(EXERCISE INPUTS Opens)
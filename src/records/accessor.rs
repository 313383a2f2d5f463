//! # Record Accessor
//!
//! Direct retrieval of one record from its raw lightcurve file: seek to the header offset, parse
//! the header, then parse exactly `epoch_count` data lines. Nothing is cached; every call opens
//! its own file handle, so concurrent readers on the same file never interfere.
use std::fs::File;
use std::io::{BufRead, BufReader, Seek, SeekFrom};

use camino::Utf8Path;

use crate::constants::ByteOffset;
use crate::lcindex_errors::{LcIndexError, ParseHeaderError};
use crate::records::lightcurve::{Epoch, Lightcurve};
use crate::records::Record;

const MAX_PREALLOCATED_EPOCHS: u32 = 4096;

/// Read the record whose header starts at `offset`, with its full time series.
///
/// Arguments
/// -----------------
/// * `raw_file` – Raw lightcurve file.
/// * `offset` – Byte position of the record header (from the Object Index).
/// * `epoch_count` – Number of data lines to parse after the header.
///
/// Return
/// ----------
/// * `(record, lightcurve)` with the lightcurve sorted by date and unmasked.
/// * [`LcIndexError::Format`] if no valid header starts at `offset`.
/// * [`LcIndexError::TruncatedRecord`] if fewer than `epoch_count` valid data lines follow
///   (end of file, next header, or an unparsable line).
///
/// See also
/// ------------
/// * [`read_record_at`] – Same, taking the epoch count from the header itself.
pub fn read_record(
    raw_file: &Utf8Path,
    offset: ByteOffset,
    epoch_count: u32,
) -> Result<(Record, Lightcurve), LcIndexError> {
    let mut reader = open_at(raw_file, offset)?;
    let record = read_header(&mut reader, offset)?;
    let lightcurve = read_epochs(&mut reader, offset, epoch_count)?;
    Ok((record, lightcurve))
}

/// [`read_record`] using the epoch count declared by the header at `offset`.
pub fn read_record_at(
    raw_file: &Utf8Path,
    offset: ByteOffset,
) -> Result<(Record, Lightcurve), LcIndexError> {
    let mut reader = open_at(raw_file, offset)?;
    let record = read_header(&mut reader, offset)?;
    let lightcurve = read_epochs(&mut reader, offset, record.epoch_count)?;
    Ok((record, lightcurve))
}

/// Parse only the header at `offset`.
pub fn read_header_at(raw_file: &Utf8Path, offset: ByteOffset) -> Result<Record, LcIndexError> {
    let mut reader = open_at(raw_file, offset)?;
    read_header(&mut reader, offset)
}

fn open_at(raw_file: &Utf8Path, offset: ByteOffset) -> Result<BufReader<File>, LcIndexError> {
    let mut file = File::open(raw_file)?;
    file.seek(SeekFrom::Start(offset))?;
    Ok(BufReader::new(file))
}

fn read_header(reader: &mut impl BufRead, offset: ByteOffset) -> Result<Record, LcIndexError> {
    let mut line = Vec::new();
    reader.read_until(b'\n', &mut line)?;
    let line = std::str::from_utf8(&line).map_err(|_| LcIndexError::Format {
        offset,
        source: ParseHeaderError::InvalidUtf8,
    })?;
    Record::from_header_line(line, offset).map_err(|source| LcIndexError::Format { offset, source })
}

fn read_epochs(
    reader: &mut impl BufRead,
    offset: ByteOffset,
    epoch_count: u32,
) -> Result<Lightcurve, LcIndexError> {
    // the declared count is untrusted until the lines are actually read
    let mut epochs = Vec::with_capacity(epoch_count.min(MAX_PREALLOCATED_EPOCHS) as usize);
    let mut line = String::new();
    for found in 0..epoch_count {
        line.clear();
        let n = reader.read_line(&mut line)?;
        let epoch = if n == 0 {
            None
        } else {
            Epoch::from_data_line(&line)
        };
        match epoch {
            Some(epoch) => epochs.push(epoch),
            None => {
                return Err(LcIndexError::TruncatedRecord {
                    offset,
                    expected: epoch_count,
                    found,
                })
            }
        }
    }
    Ok(Lightcurve::new(epochs))
}

#[cfg(test)]
mod tests {
    use super::*;
    use camino::Utf8PathBuf;
    use std::io::Write;

    fn raw_file(dir: &tempfile::TempDir, content: &str) -> Utf8PathBuf {
        let path = Utf8PathBuf::from_path_buf(dir.path().join("field000245.txt")).unwrap();
        let mut f = File::create(&path).unwrap();
        f.write_all(content.as_bytes()).unwrap();
        path
    }

    const RAW: &str = "\
# 1 2 1 245 0 10.0 -20.0
58001.1 18.30 0.05 0.1 0
58000.1 18.20 0.05 0.1 4
# 2 1 2 245 0 10.0001 -20.0001
58000.2 17.90 0.04 0.1 0
";

    #[test]
    fn test_read_second_record() {
        let dir = tempfile::tempdir().unwrap();
        let path = raw_file(&dir, RAW);
        let offset = RAW.find("# 2").unwrap() as u64;

        let (record, lc) = read_record(&path, offset, 1).unwrap();
        assert_eq!(record.object_id, 2);
        assert_eq!(record.offset, offset);
        assert_eq!(lc.len(), 1);
        assert_eq!(lc.epochs()[0].mag, 17.90);
    }

    #[test]
    fn test_read_record_at_sorts_by_date() {
        let dir = tempfile::tempdir().unwrap();
        let path = raw_file(&dir, RAW);

        let (_, lc) = read_record_at(&path, 0).unwrap();
        assert_eq!(lc.hmjd(), vec![58000.1, 58001.1]);
        assert_eq!(lc.quality_masked().len(), 1);
    }

    #[test]
    fn test_next_header_counts_as_truncation() {
        let dir = tempfile::tempdir().unwrap();
        let path = raw_file(&dir, RAW);

        assert_eq!(
            read_record(&path, 0, 3).unwrap_err(),
            LcIndexError::TruncatedRecord {
                offset: 0,
                expected: 3,
                found: 2
            }
        );
    }

    #[test]
    fn test_offset_not_on_header() {
        let dir = tempfile::tempdir().unwrap();
        let path = raw_file(&dir, RAW);
        let offset = RAW.find("58001.1").unwrap() as u64;

        assert!(matches!(
            read_header_at(&path, offset),
            Err(LcIndexError::Format {
                source: ParseHeaderError::NotAHeader,
                ..
            })
        ));
    }

    #[test]
    fn test_huge_declared_count_is_truncation() {
        let dir = tempfile::tempdir().unwrap();
        let path = raw_file(
            &dir,
            "# 1 4294967295 1 245 0 10.0 -20.0\n58000.1 18.20 0.05 0.1 0\n",
        );

        assert_eq!(
            read_record_at(&path, 0).unwrap_err(),
            LcIndexError::TruncatedRecord {
                offset: 0,
                expected: u32::MAX,
                found: 1
            }
        );
    }
}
(EXERCISE INPUTS Closes)
◆ DIRECTIONS ◆
Reproduce, exactly as they stand in the data above, the lines from the one that holds "Ok(Lightcurve::new(epochs))" to the one that holds "fn raw_file(dir: &tempfile::TempDir, content: &str)", inclusive.

◆ ANSWER TO THIS PROBLEM ◆
    Ok(Lightcurve::new(epochs))
}

#[cfg(test)]
mod tests {
    use super::*;
    use camino::Utf8PathBuf;
    use std::io::Write;

    fn raw_file(dir: &tempfile::TempDir, content: &str) -> Utf8PathBuf {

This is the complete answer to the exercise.